Yet even in Israel, with the highest per capita R&D spend in the world, sometimes that connection between business and research is less than optimal with the risk that a potentially world-changing technology does not make it to market.
Venture capital firm Copia Agro & Food Technologies has placed this analysis, and a solution to it, at the heart of its investment strategy.
It builds on the extraordinary recent success story of Israel in terms of start-ups but also its much-longer track record in agricultural innovation, which has been driven by state-backed institutes.
Copia works with these institutes connecting their innovative technologies and services with smaller industrial corporations with the ultimate goal of licensing the technologies to global multinationals in the sector.
In the process, it looks to add significant value across the food supply chain while addressing impact in the areas of food security, climate change, and the negative impact of agriculture on the environment with investments covering as many as seven of the UN Sustainable Development Goals.
Copia managing partner Ohad Zuckerman said: “When we started, we identified that many technologies came out of the research institutions but did not reach the market. They ended up as a nice article in a journal and no more.
“We source tech from these institutions and with industrial partners aim to turn it into products and processes for the supply chain. That is part of our vision to improve the supply chain overall.”
The first Copia fund connects Israeli research and tech with many international players. The second fund will also encompass research institutes and universities beyond Israel.
To understand the approach, it is also important to understand the nature of the research base in Israel.

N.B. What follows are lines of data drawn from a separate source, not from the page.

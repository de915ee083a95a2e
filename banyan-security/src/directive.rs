//! CSP directives and the closed set of directive names we recognise.

use serde::{Deserialize, Serialize};
use std::fmt;

/// Directive names accepted by [`is_known_directive_name`].
///
/// Exactly the names the production policy emits.
pub const KNOWN_DIRECTIVES: [&str; 18] = [
    "default-src",
    "script-src",
    "style-src",
    "img-src",
    "font-src",
    "connect-src",
    "media-src",
    "object-src",
    "frame-src",
    "frame-ancestors",
    "base-uri",
    "form-action",
    "manifest-src",
    "worker-src",
    "child-src",
    "upgrade-insecure-requests",
    "block-all-mixed-content",
    "report-uri",
];

/// One named CSP rule and its source expressions, in order.
#[derive(Debug, Clone, PartialEq, Eq, Serialize, Deserialize)]
pub struct Directive {
    pub name: String,
    pub values: Vec<String>,
}

impl Directive {
    pub fn new<I, S>(name: impl Into<String>, values: I) -> Self
    where
        I: IntoIterator<Item = S>,
        S: Into<String>,
    {
        Self {
            name: name.into(),
            values: values.into_iter().map(Into::into).collect(),
        }
    }

    /// A directive that takes no values, e.g. `upgrade-insecure-requests`.
    pub fn flag(name: impl Into<String>) -> Self {
        Self {
            name: name.into(),
            values: Vec::new(),
        }
    }

    pub fn is_known(&self) -> bool {
        KNOWN_DIRECTIVES.contains(&self.name.as_str())
    }
}

impl fmt::Display for Directive {
    fn fmt(&self, f: &mut fmt::Formatter<'_>) -> fmt::Result {
        f.write_str(&self.name)?;
        for value in &self.values {
            write!(f, " {}", value)?;
        }
        Ok(())
    }
}

/// Whether the first token of `segment` is a known directive name.
///
/// `segment` is one `name value value ...` piece of a policy. Only the text
/// before the first space is inspected; values are never checked.
pub fn is_known_directive_name(segment: &str) -> bool {
    let name = segment
        .split_once(' ')
        .map(|(name, _)| name)
        .unwrap_or(segment);

    KNOWN_DIRECTIVES.contains(&name)
}
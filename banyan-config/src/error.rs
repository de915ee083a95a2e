// Error types for configuration loading

use thiserror::Error;

#[derive(Error, Debug, Clone, PartialEq, Eq)]
pub enum ConfigError {
    #[error("Configuration key not found: {0}")]
    Missing(String),

    #[error("Invalid value '{value}' for {key}: {reason}")]
    Invalid {
        key: String,
        value: String,
        reason: String,
    },

    #[error("Failed to load configuration: {0}")]
    Load(String),
}

impl ConfigError {
    pub(crate) fn invalid(key: &str, value: &str, reason: impl Into<String>) -> Self {
        ConfigError::Invalid {
            key: key.to_string(),
            value: value.to_string(),
            reason: reason.into(),
        }
    }
}

pub type Result<T> = std::result::Result<T, ConfigError>;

Zuckerman said: “We are a small country without a lot of arable land. We don’t have a lot of water. There are security challenges too. We have to be self-sufficient and that causes the government to invest a huge amount of money in research institutions focusing on agriculture and food, to come up with technologies to enable us to be self-sufficient and overcome environmental challenges. If you combine that with an educated, entrepreneurial population, we have companies that are world leaders.”
One could argue that such research is embedded in the culture yet there is still a need to bridge the gap.
Zuckerman said: “The research institutes and companies are very different entities. They speak different languages. They may have conflicting interests. The key success factor is to build cooperation and good communications.
“The idea is to take the tech and find a way to understand what the research is, what development is needed to create a smooth process and commercialise that. We do it with very hands-on management and fast, cost-effective execution.”
The approach means that everyone does what they know and do best. “Researchers work on the research, the companies focus on development, commercialisation and we focus on the process, making sure they are speaking the same language. We set tight budgets, milestones and coordinate the work,” he said.
The first Copia fund was established in 2014 raising the relatively small sum of $27m. That points to the cost-effective and relatively capital-light nature of the approach too.
The current portfolio divides into 28 investments, 26 projects from research institutes and two from start-ups. There are seven projects incorporated into companies and six have industrial partners.
Some 48 per cent is in agri-biotech, 20 per cent in innovative food, 19 per cent in novel robotic and mechanistic solutions and 13 per cent in novel farming solutions.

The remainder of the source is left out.